What the exercise asks » Retype the records below from their first line through the line containing "#[serde(transparent)]", and include nothing else.

⁂

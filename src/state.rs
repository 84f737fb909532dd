use serde::{Deserialize, Serialize};
use serde_json::{Map, Value, json};
use tracing::warn;

/// Key under which the sample index is persisted by the host.
pub const SAMPLE_NUMBER_KEY: &str = "sampleNumber";

/// The blob the host saves with the document and hands back on reload.
///
/// Opaque apart from `sampleNumber`; every other key is carried through
/// untouched.
#[derive(Debug, Clone, Default, PartialEq, Serialize, Deserialize)]
#[serde(transparent)]
pub struct InteractiveState(Map<String, Value>);

impl InteractiveState {
    pub fn new() -> Self {
        Self::default()
    }

    /// Builds state from whatever the host stored. Missing or non-object
    /// blobs give an empty state.
    pub fn from_saved(saved: Option<Value>) -> Self {
        match saved {
            None | Some(Value::Null) => Self::default(),
            Some(Value::Object(map)) => Self(map),
            Some(other) => {
                warn!("ignoring saved interactive state that is not an object: {other}");
                Self::default()
            }
        }
    }

    pub fn get(&self, key: &str) -> Option<&Value> {
        self.0.get(key)
    }

    pub fn set(&mut self, key: impl Into<String>, value: Value) {
        self.0.insert(key.into(), value);
    }

    pub fn to_json(&self) -> Value {
        Value::Object(self.0.clone())
    }

    /// Current sample number, 0 when unset or negative.
    ///
    /// Floats written by a JavaScript host are rounded up, so a fractional
    /// value never lands below an index already handed out. Values past
    /// `u64::MAX` saturate, which leaves nothing left to hand out.
    pub fn sample_number(&self) -> u64 {
        match self.0.get(SAMPLE_NUMBER_KEY) {
            Some(Value::Number(n)) => match (n.as_u64(), n.as_f64()) {
                (Some(n), _) => n,
                (None, Some(f)) if f.is_finite() && f > 0.0 => {
                    if f >= u64::MAX as f64 {
                        u64::MAX
                    } else {
                        f.ceil() as u64
                    }
                }
                _ => 0,
            },
            _ => 0,
        }
    }

    pub fn set_sample_number(&mut self, n: u64) {
        self.0.insert(SAMPLE_NUMBER_KEY.to_string(), json!(n));
    }

    /// Returns the current sample number and stores its successor, or `None`
    /// once the index space is used up. The state is left untouched then.
    pub fn advance_sample_number(&mut self) -> Option<u64> {
        let current = self.sample_number();
        let next = current.checked_add(1)?;
        self.set_sample_number(next);
        Some(current)
    }
}

#[cfg(test)]
mod tests {
    use super::*;

    #[test]
    fn defaults_to_zero() {
        let mut state = InteractiveState::new();
        assert_eq!(state.sample_number(), 0);
        assert_eq!(state.advance_sample_number(), Some(0));
        assert_eq!(state.sample_number(), 1);
    }

    #[test]
    fn keeps_foreign_keys() {
        let saved = json!({"sampleNumber": 7, "theme": "dark"});
        let mut state = InteractiveState::from_saved(Some(saved));
        assert_eq!(state.advance_sample_number(), Some(7));
        assert_eq!(state.to_json(), json!({"sampleNumber": 8, "theme": "dark"}));
    }

    #[test]
    fn accepts_integral_floats() {
        let state = InteractiveState::from_saved(Some(json!({"sampleNumber": 7.0})));
        assert_eq!(state.sample_number(), 7);
        let state = InteractiveState::from_saved(Some(json!({"sampleNumber": -2})));
        assert_eq!(state.sample_number(), 0);
    }

    #[test]
    fn fractional_values_round_up() {
        let mut state = InteractiveState::from_saved(Some(json!({"sampleNumber": 7.5})));
        assert_eq!(state.sample_number(), 8);
        assert_eq!(state.advance_sample_number(), Some(8));
        assert_eq!(state.sample_number(), 9);
    }

    #[test]
    fn oversized_values_exhaust_the_index() {
        let mut state = InteractiveState::from_saved(Some(json!({"sampleNumber": 1e20})));
        assert_eq!(state.sample_number(), u64::MAX);
        assert_eq!(state.advance_sample_number(), None);
        assert_eq!(state.sample_number(), u64::MAX);

        let mut state = InteractiveState::from_saved(Some(json!({"sampleNumber": u64::MAX})));
        assert_eq!(state.advance_sample_number(), None);
    }

    #[test]
    fn non_object_blob_is_empty() {
        let garbage = InteractiveState::from_saved(Some(json!("garbage")));
        assert_eq!(garbage, InteractiveState::new());
        let null = InteractiveState::from_saved(Some(Value::Null));
        assert_eq!(null, InteractiveState::new());
    }
}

⁂

Reply »
filename src/state.rs
repository 84f737fb909532dd
use serde::{Deserialize, Serialize};
use serde_json::{Map, Value, json};
use tracing::warn;

/// Key under which the sample index is persisted by the host.
pub const SAMPLE_NUMBER_KEY: &str = "sampleNumber";

/// The blob the host saves with the document and hands back on reload.
///
/// Opaque apart from `sampleNumber`; every other key is carried through
/// untouched.
#[derive(Debug, Clone, Default, PartialEq, Serialize, Deserialize)]
#[serde(transparent)]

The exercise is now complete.